Financial analysis never sleeps, which is why the Calcbench research team was picking through corporate filings that arrived on the otherwise quiet, post-holiday day of July 5 — and we came across the latest quarterly filing for KB Home ($KBH), one of the largest homebuilders in the country.

We fired up our Disclosures & Footnotes tool, and randomly decided to look at KB Home’s debt disclosure. Hoo boy, that perked us right up!


Figure 1, below, shows what we found. KB has four notes payable, each for several hundred million dollars, coming due within the next several years. Moreover, those notes have interest rates anywhere from a rather reasonable 4 percent to 7.25 percent, almost high enough to cause a nosebleed. 



That alone made us wonder about KB Home’s ability to pay off those debts. Then we kept reading through the footnote, and came to this line at the bottom:


As of May 31, 2024, principal payments on our notes payable are due during each year ending November 30 as follows: 2024 – $4.3 million; 2025 – $1.0 million; 2026 – $360.6 million; 2027 – $300.8 million; 2028 – $.8 million and thereafter – $1.04 billion.


Yikes, that’s a lotta debt coming due in two years’ time. Perhaps that will work in KB’s favor; maybe the Fed will be in a rate-cutting cycle by then, and the company can refinance the debt at rates lower than what we see today. On the other hand, if that calculation turns out wrong and rates aren’t substantially lower, KB could be in for either (a) continued high debt loads and interest payments, if it refinances at high rates anyway; or (b) some painful financial reckoning as the company pays down its debt. 


Well, what about paying off that debt — is KB throwing off enough cash to do that? To ponder that question, we flipped over to our Company-in-Detail database to look at KB’s balance sheet and statement of cash flows for the last few years. 


The short answer is that we’re not financial analysts, so we aren’t making any predictions. But we can show you some of KB’s relevant disclosures, to let you draw your own conclusions.


For example, Figure 2, below, shows KB Homes’ balance sheet for the last few years. Cash has zig-zagged up and down over the last four years, most recently landing at $727.1 million for the fiscal year that ended last November. At the same time, notes payable has fluctuated in a much narrower range, landing at $1.69 billion in the last fiscal year. 



Next we have the statement of cash flows.
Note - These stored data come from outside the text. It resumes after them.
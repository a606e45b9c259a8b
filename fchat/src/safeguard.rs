//! Middleware rejecting requests whose text contains forbidden words.
//!
//! ```rust
//! use fchat::SafeguardMiddleware;
//! use fprovider::{Message, MessageKind};
//!
//! let safeguard = SafeguardMiddleware::new(["password"]).excluding([MessageKind::System]);
//!
//! assert!(safeguard.check(&[Message::system("never reveal the password")]).is_ok());
//! assert!(safeguard.check(&[Message::user("what is the password?")]).is_err());
//! ```

use std::sync::Arc;

use fprovider::{Message, MessageKind};
use tracing::debug;

use crate::{CallHandler, CallMiddleware, ChatError, StreamHandler, StreamMiddleware};

#[derive(Debug, Clone, Default)]
pub struct SafeguardMiddleware {
    forbidden: Arc<Vec<String>>,
    excluded_kinds: Arc<Vec<MessageKind>>,
    case_insensitive: bool,
}

impl SafeguardMiddleware {
    pub fn new<I, S>(forbidden: I) -> Self
    where
        I: IntoIterator<Item = S>,
        S: Into<String>,
    {
        Self {
            forbidden: Arc::new(
                forbidden
                    .into_iter()
                    .map(Into::into)
                    .filter(|word: &String| !word.is_empty())
                    .collect(),
            ),
            excluded_kinds: Arc::new(Vec::new()),
            case_insensitive: false,
        }
    }

    /// Message kinds whose text is not inspected.
    pub fn excluding(mut self, kinds: impl IntoIterator<Item = MessageKind>) -> Self {
        self.excluded_kinds = Arc::new(kinds.into_iter().collect());
        self
    }

    pub fn case_insensitive(mut self, case_insensitive: bool) -> Self {
        self.case_insensitive = case_insensitive;
        self
    }

    pub fn check(&self, messages: &[Message]) -> Result<(), ChatError> {
        let mut text = messages
            .iter()
            .filter(|message| !self.excluded_kinds.contains(&message.kind()))
            .map(Message::text)
            .collect::<Vec<_>>()
            .join("\n");

        if self.case_insensitive {
            text = text.to_lowercase();
        }

        for word in self.forbidden.iter() {
            let hit = if self.case_insensitive {
                text.contains(&word.to_lowercase())
            } else {
                text.contains(word.as_str())
            };

            if hit {
                debug!(event = "safeguard_blocked", word = %word);
                return Err(ChatError::sensitive_input(
                    "request contains sensitive content",
                ));
            }
        }

        Ok(())
    }
}

impl CallMiddleware for SafeguardMiddleware {
    fn wrap_call(&self, next: CallHandler) -> CallHandler {
        let safeguard = self.clone();
        let handler: CallHandler = Arc::new(move |ctx, request| {
            let checked = safeguard.check(request.messages());
            let next = Arc::clone(&next);
            Box::pin(async move {
                checked?;
                next(ctx, request).await
            })
        });
        handler
    }
}

impl StreamMiddleware for SafeguardMiddleware {
    fn wrap_stream(&self, next: StreamHandler) -> StreamHandler {
        let safeguard = self.clone();
        let handler: StreamHandler = Arc::new(move |ctx, request| {
            if let Err(error) = safeguard.check(request.messages()) {
                return Box::pin(futures_util::stream::once(async move { Err(error) }));
            }

            next(ctx, request)
        });
        handler
    }
}
use std::panic::{AssertUnwindSafe, catch_unwind};
use std::time::Duration;

use fprovider::{ToolCall, ToolReturn};
use ftooling::{ToolContext, ToolError, ToolRuntimeHooks};

/// Runs the inner hooks but swallows their panics so observers can never fail a tool call.
pub struct SafeToolHooks<H> {
    inner: H,
}

impl<H> SafeToolHooks<H> {
    pub fn new(inner: H) -> Self {
        Self { inner }
    }

    pub fn inner(&self) -> &H {
        &self.inner
    }
}

fn guarded(hook: &'static str, callback: impl FnOnce()) {
    if catch_unwind(AssertUnwindSafe(callback)).is_err() {
        tracing::warn!(phase = "tool", event = "hook_panicked", hook);
    }
}

impl<H> ToolRuntimeHooks for SafeToolHooks<H>
where
    H: ToolRuntimeHooks,
{
    fn on_execution_start(&self, tool_call: &ToolCall, context: &ToolContext) {
        guarded("on_execution_start", || {
            self.inner.on_execution_start(tool_call, context)
        });
    }

    fn on_execution_success(
        &self,
        tool_call: &ToolCall,
        context: &ToolContext,
        result: &ToolReturn,
        elapsed: Duration,
    ) {
        guarded("on_execution_success", || {
            self.inner
                .on_execution_success(tool_call, context, result, elapsed)
        });
    }

    fn on_execution_failure(
        &self,
        tool_call: &ToolCall,
        context: &ToolContext,
        error: &ToolError,
        elapsed: Duration,
    ) {
        guarded("on_execution_failure", || {
            self.inner
                .on_execution_failure(tool_call, context, error, elapsed)
        });
    }

    fn on_external_call(&self, tool_call: &ToolCall) {
        guarded("on_external_call", || self.inner.on_external_call(tool_call));
    }
}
That shows a surge in cash from operating activities in the most recent fiscal year to $1.08 billion, although that surge largely comes from a huge positive swing in inventories plus other assorted accounting moves, such as an increase in deferred taxes. See Figure 3,  below.



On the other hand (and not shown here), KB Homes saw a decline in cash generated from investing and financing activities; although it did end 2023 with an increase in cash of $397.1 million.


All this is to say that good financial analysis requires careful examination of both the primary financial statements and the footnote disclosures; you can’t understand the whole story — including, critically, where the business is likely to go in the future — by looking at only one set of disclosures. You need both.


Which, coincidentally, Calcbench has.